Akelarre, la última creación de nBitor, es una fragancia que encapsula la esencia de una noche misteriosa y seductora. Atrae a aquellos que se sienten atraídos por la enigmática belleza del océano iluminado por la luna, donde las olas rompen contra la orilla con un ritmo hipnótico. Esta fragancia es para la persona que es a la vez atrevida y elegante, con un toque de intriga que la distingue de la multitud.
Al inhalar Akelarre, eres recibido por una refrescante ráfaga de notas acuáticas que te transportan al borde del mar, donde la brisa salada se mezcla con el aroma de la tierra húmeda. Los matices amaderados añaden profundidad a la fragancia, como los árboles centenarios que vigilan la costa, con sus raíces firmemente ancladas en la arena.
Las notas altas de manzana, canela, café, frutos secos y trufa blanca crean una sinfonía de aromas cálidos y acogedores, como una acogedora hoguera en una noche fría. Estas notas se combinan a la perfección con las notas de corazón de cipriol, geosmina, notas metálicas y rosa, añadiendo un toque de misterio y atractivo a la fragancia.
A medida que la fragancia se asienta en tu piel, las notas de fondo de ámbar, cedro, hyraceum y pachulí persisten como una promesa susurrada en la noche. Evocan una sensación de sensualidad y sofisticación, envolviéndote en un manto de elegancia que es a la vez atemporal y moderna.
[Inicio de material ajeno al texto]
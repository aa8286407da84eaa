use std::sync::Arc;
use std::time::Duration;

use async_trait::async_trait;
use once_cell::sync::Lazy;
use reqwest::{Client, ClientBuilder, Response};
use serde::{Deserialize, Serialize};
use serde_json::{Value, json};

use crate::config::ProviderConfig;

pub const GEMINI_API_BASE: &str = "https://generativelanguage.googleapis.com/v1beta";
pub const OPENROUTER_API_BASE: &str = "https://openrouter.ai/api/v1";

// Create a static client to reuse connections
static CLIENT: Lazy<Client> = Lazy::new(|| {
    ClientBuilder::new()
        .connect_timeout(Duration::from_secs(10))
        .pool_max_idle_per_host(10)
        .build()
        .expect("Failed to build HTTP client")
});

#[derive(Debug, thiserror::Error)]
pub enum ProviderError {
    #[error("transport error: {0}")]
    Transport(#[from] reqwest::Error),

    #[error("provider returned HTTP {status}: {message}")]
    Status { status: u16, message: String },

    #[error("malformed provider response: {0}")]
    MalformedResponse(String),
}

/// A text-generation service that can answer an analysis prompt.
#[async_trait]
pub trait Provider: Send + Sync {
    async fn generate(&self, prompt: &str) -> Result<String, ProviderError>;

    fn name(&self) -> &str;
}

pub fn provider_from_config(config: &ProviderConfig) -> Arc<dyn Provider> {
    match config {
        ProviderConfig::Gemini { api_key, model } => {
            Arc::new(GeminiProvider::new(api_key.clone(), model.clone()))
        }
        ProviderConfig::OpenRouter { api_key, model } => {
            Arc::new(OpenRouterProvider::new(api_key.clone(), model.clone()))
        }
    }
}

async fn read_json(res: Response) -> Result<Value, ProviderError> {
    let status = res.status();
    if !status.is_success() {
        let body = res.text().await.unwrap_or_default();
        return Err(ProviderError::Status {
            status: status.as_u16(),
            message: error_message(&body),
        });
    }

    let body = res.text().await?;
    serde_json::from_str(&body).map_err(|e| ProviderError::MalformedResponse(e.to_string()))
}

/// Pulls `error.message` out of an error body when the provider sends one.
fn error_message(body: &str) -> String {
    serde_json::from_str::<Value>(body)
        .ok()
        .and_then(|v| v["error"]["message"].as_str().map(str::to_string))
        .unwrap_or_else(|| body.trim().to_string())
}

/// Google Generative Language API with Google Search grounding.
pub struct GeminiProvider {
    client: Client,
    api_key: String,
    model: String,
    base_url: String,
}

impl GeminiProvider {
    pub fn new(api_key: String, model: String) -> Self {
        Self::with_base_url(api_key, model, GEMINI_API_BASE.to_string())
    }

    pub fn with_base_url(api_key: String, model: String, base_url: String) -> Self {
        Self {
            client: CLIENT.clone(),
            api_key,
            model,
            base_url,
        }
    }
}

/// Concatenates the text parts of the first candidate.
///
/// Blocked prompts come back without candidates; that is reported as an
/// empty answer rather than a malformed one.
pub fn gemini_text(response: &Value) -> String {
    response["candidates"][0]["content"]["parts"]
        .as_array()
        .map(|parts| {
            parts
                .iter()
                .filter_map(|part| part["text"].as_str())
                .collect::<String>()
        })
        .unwrap_or_default()
}

#[async_trait]
impl Provider for GeminiProvider {
    async fn generate(&self, prompt: &str) -> Result<String, ProviderError> {
        let body = json!({
            "contents": [{ "role": "user", "parts": [{ "text": prompt }] }],
            "tools": [{ "google_search": {} }],
        });

        let res = self
            .client
            .post(format!("{}/models/{}:generateContent", self.base_url, self.model))
            .header("x-goog-api-key", &self.api_key)
            .json(&body)
            .send()
            .await?;

        let json = read_json(res).await?;
        Ok(gemini_text(&json))
    }

    fn name(&self) -> &str {
        "gemini"
    }
}

#[derive(Serialize)]
struct Message {
    role: String,
    content: String,
}

#[derive(Serialize)]
struct ChatRequest {
    model: String,
    messages: Vec<Message>,
}

/// OpenRouter chat completions. Web search comes from an `:online` model slug.
pub struct OpenRouterProvider {
    client: Client,
    api_key: String,
    model: String,
    base_url: String,
}

impl OpenRouterProvider {
    pub fn new(api_key: String, model: String) -> Self {
        Self::with_base_url(api_key, model, OPENROUTER_API_BASE.to_string())
    }

    pub fn with_base_url(api_key: String, model: String, base_url: String) -> Self {
        Self {
            client: CLIENT.clone(),
            api_key,
            model,
            base_url,
        }
    }
}

pub fn openrouter_text(response: &Value) -> Result<String, ProviderError> {
    match &response["choices"][0]["message"]["content"] {
        Value::String(text) => Ok(text.clone()),
        Value::Null => Ok(String::new()),
        _ => Err(ProviderError::MalformedResponse(
            "Invalid response format from LLM".to_string(),
        )),
    }
}

#[async_trait]
impl Provider for OpenRouterProvider {
    async fn generate(&self, prompt: &str) -> Result<String, ProviderError> {
        let body = ChatRequest {
            model: self.model.clone(),
            messages: vec![Message {
                role: "user".into(),
                content: prompt.into(),
            }],
        };

        let res = self
            .client
            .post(format!("{}/chat/completions", self.base_url))
            .bearer_auth(&self.api_key)
            .json(&body)
            .send()
            .await?;

        let json = read_json(res).await?;
        openrouter_text(&json)
    }

    fn name(&self) -> &str {
        "openrouter"
    }
}

#[derive(Debug, Clone, PartialEq, Eq, Deserialize)]
#[serde(rename_all = "camelCase")]
pub struct ModelInfo {
    pub name: String,
    #[serde(default)]
    pub supported_generation_methods: Vec<String>,
}

#[derive(Deserialize)]
struct ModelList {
    #[serde(default)]
    models: Vec<ModelInfo>,
}

/// Lists the Gemini models a key can use.
pub async fn list_gemini_models(api_key: &str) -> Result<Vec<ModelInfo>, ProviderError> {
    let res = CLIENT
        .get(format!("{GEMINI_API_BASE}/models"))
        .header("x-goog-api-key", api_key)
        .send()
        .await?;

    let json = read_json(res).await?;
    let list: ModelList = serde_json::from_value(json)
        .map_err(|e| ProviderError::MalformedResponse(e.to_string()))?;
    Ok(list.models)
}
pub mod models;
pub mod response;
pub mod routes;
use serde::{Deserialize, Serialize};

#[derive(Deserialize)]
pub struct AppCheckRequest {
    pub url: String,
}

#[derive(Serialize)]
pub struct HealthResponse {
    pub status: &'static str,
}
//! Durable storage of analysis records.
//!
//! Records are append-only: a URL accumulates one row per analysis and reads
//! pick the newest. The production backend is a libSQL database, either a
//! local file or `":memory:"` for tests.

use async_trait::async_trait;
use chrono::{DateTime, Utc};
use libsql::Builder;

use crate::model::{AnalysisRecord, AppAnalysis, RiskLevel};

const MIGRATION_001: &str = include_str!("../migrations/001_app_analyses.sql");

#[derive(Debug, thiserror::Error)]
pub enum StoreError {
    #[error("Migration failed: {0}")]
    Migration(String),

    #[error("Query failed: {0}")]
    Query(String),

    #[error("Invalid state: {0}")]
    InvalidState(String),

    #[error("libSQL error: {0}")]
    LibSql(#[from] libsql::Error),
}

/// A validated analysis waiting to be persisted.
#[derive(Clone, Debug, PartialEq, Eq)]
pub struct NewAnalysis {
    pub url: String,
    pub analysis: AppAnalysis,
    pub timestamp: DateTime<Utc>,
}

#[async_trait]
pub trait AnalysisStore: Send + Sync {
    /// Most recent record for `url` by timestamp, if any.
    async fn find_latest_by_url(&self, url: &str) -> Result<Option<AnalysisRecord>, StoreError>;

    /// Appends a record. Existing rows for the same URL are left untouched.
    async fn create(&self, new: NewAnalysis) -> Result<AnalysisRecord, StoreError>;
}

pub struct LibsqlStore {
    #[allow(dead_code)]
    db: libsql::Database,
    conn: libsql::Connection,
}

impl LibsqlStore {
    /// Opens (or creates) the database at `path` and applies migrations.
    pub async fn open_local(path: &str) -> Result<Self, StoreError> {
        let db = Builder::new_local(path).build().await?;
        let conn = db.connect()?;

        conn.execute_batch(MIGRATION_001)
            .await
            .map_err(|e| StoreError::Migration(format!("001_app_analyses: {e}")))?;

        Ok(Self { db, conn })
    }
}

fn encode_list(items: &[String]) -> Result<String, StoreError> {
    serde_json::to_string(items).map_err(|e| StoreError::Query(format!("Failed to encode list: {e}")))
}

fn decode_list(raw: &str) -> Result<Vec<String>, StoreError> {
    serde_json::from_str(raw)
        .map_err(|e| StoreError::InvalidState(format!("Failed to decode list '{raw}': {e}")))
}

fn millis_to_datetime(ms: i64) -> Result<DateTime<Utc>, StoreError> {
    DateTime::from_timestamp_millis(ms)
        .ok_or_else(|| StoreError::InvalidState(format!("Timestamp out of range: {ms}")))
}

fn row_to_record(row: &libsql::Row) -> Result<AnalysisRecord, StoreError> {
    let score = row.get::<i64>(3)?;
    Ok(AnalysisRecord {
        id: row.get::<i64>(0)?,
        url: row.get::<String>(1)?,
        analysis: AppAnalysis {
            app_name: row.get::<String>(2)?,
            score: u8::try_from(score)
                .map_err(|_| StoreError::InvalidState(format!("Stored score out of range: {score}")))?,
            risk_level: row.get::<String>(4)?.parse::<RiskLevel>().map_err(StoreError::InvalidState)?,
            country_of_origin: row.get::<String>(5)?,
            shareholders: decode_list(&row.get::<String>(6)?)?,
            positive_points: decode_list(&row.get::<String>(7)?)?,
            negative_points: decode_list(&row.get::<String>(8)?)?,
            summary: row.get::<String>(9)?,
        },
        timestamp: millis_to_datetime(row.get::<i64>(10)?)?,
    })
}

#[async_trait]
impl AnalysisStore for LibsqlStore {
    async fn find_latest_by_url(&self, url: &str) -> Result<Option<AnalysisRecord>, StoreError> {
        let mut rows = self
            .conn
            .query(
                "SELECT id, url, app_name, score, risk_level, country_of_origin,
                        shareholders, positive_points, negative_points, summary, timestamp
                 FROM app_analyses
                 WHERE url = ?1
                 ORDER BY timestamp DESC, id DESC
                 LIMIT 1",
                [url],
            )
            .await?;

        match rows.next().await? {
            Some(row) => Ok(Some(row_to_record(&row)?)),
            None => Ok(None),
        }
    }

    async fn create(&self, new: NewAnalysis) -> Result<AnalysisRecord, StoreError> {
        // Stored at millisecond precision; hand back exactly what was stored.
        let millis = new.timestamp.timestamp_millis();
        let timestamp = millis_to_datetime(millis)?;
        let a = &new.analysis;

        let mut rows = self
            .conn
            .query(
                "INSERT INTO app_analyses (url, app_name, score, risk_level, country_of_origin,
                        shareholders, positive_points, negative_points, summary, timestamp)
                 VALUES (?1, ?2, ?3, ?4, ?5, ?6, ?7, ?8, ?9, ?10)
                 RETURNING id",
                libsql::params![
                    new.url.as_str(),
                    a.app_name.as_str(),
                    i64::from(a.score),
                    a.risk_level.as_str(),
                    a.country_of_origin.as_str(),
                    encode_list(&a.shareholders)?,
                    encode_list(&a.positive_points)?,
                    encode_list(&a.negative_points)?,
                    a.summary.as_str(),
                    millis
                ],
            )
            .await?;

        let row = rows
            .next()
            .await?
            .ok_or_else(|| StoreError::Query("INSERT returned no id".to_string()))?;
        let id = row.get::<i64>(0)?;

        Ok(AnalysisRecord {
            id,
            url: new.url,
            analysis: new.analysis,
            timestamp,
        })
    }
}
Akelarre es una fragancia destinada a ser usada por aquellos que no tienen miedo de abrazar su propio estilo e individualidad únicos. Es el accesorio perfecto para una noche de fiesta en la ciudad, donde podrás bailar bajo las estrellas y dejar que el aroma de la brisa del mar te envuelva.
Cada nota en Akelarre juega un papel crucial en la creación de una experiencia sensorial verdaderamente única. La manzana y la canela añaden un toque de dulzura, que recuerda a una taza caliente de sidra especiada en un frío día de invierno. El café y los frutos secos aportan riqueza a la fragancia, como un postre decadente que perdura en el paladar.
La trufa blanca añade un toque terroso que fundamenta el aroma, mientras que el cipriol y la rosa le infunden un toque de elegancia floral. Las notas metálicas añaden un giro inesperado, como un secreto oculto que te invita a descubrir sus misterios.
Las notas de fondo de ámbar, cedro, hyraceum y pachulí son los toques finales que elevan a Akelarre a un nuevo nivel de sofisticación. Crean un aura cálida y acogedora que atrae a los demás y deja una impresión duradera que es tan inolvidable como el aroma mismo.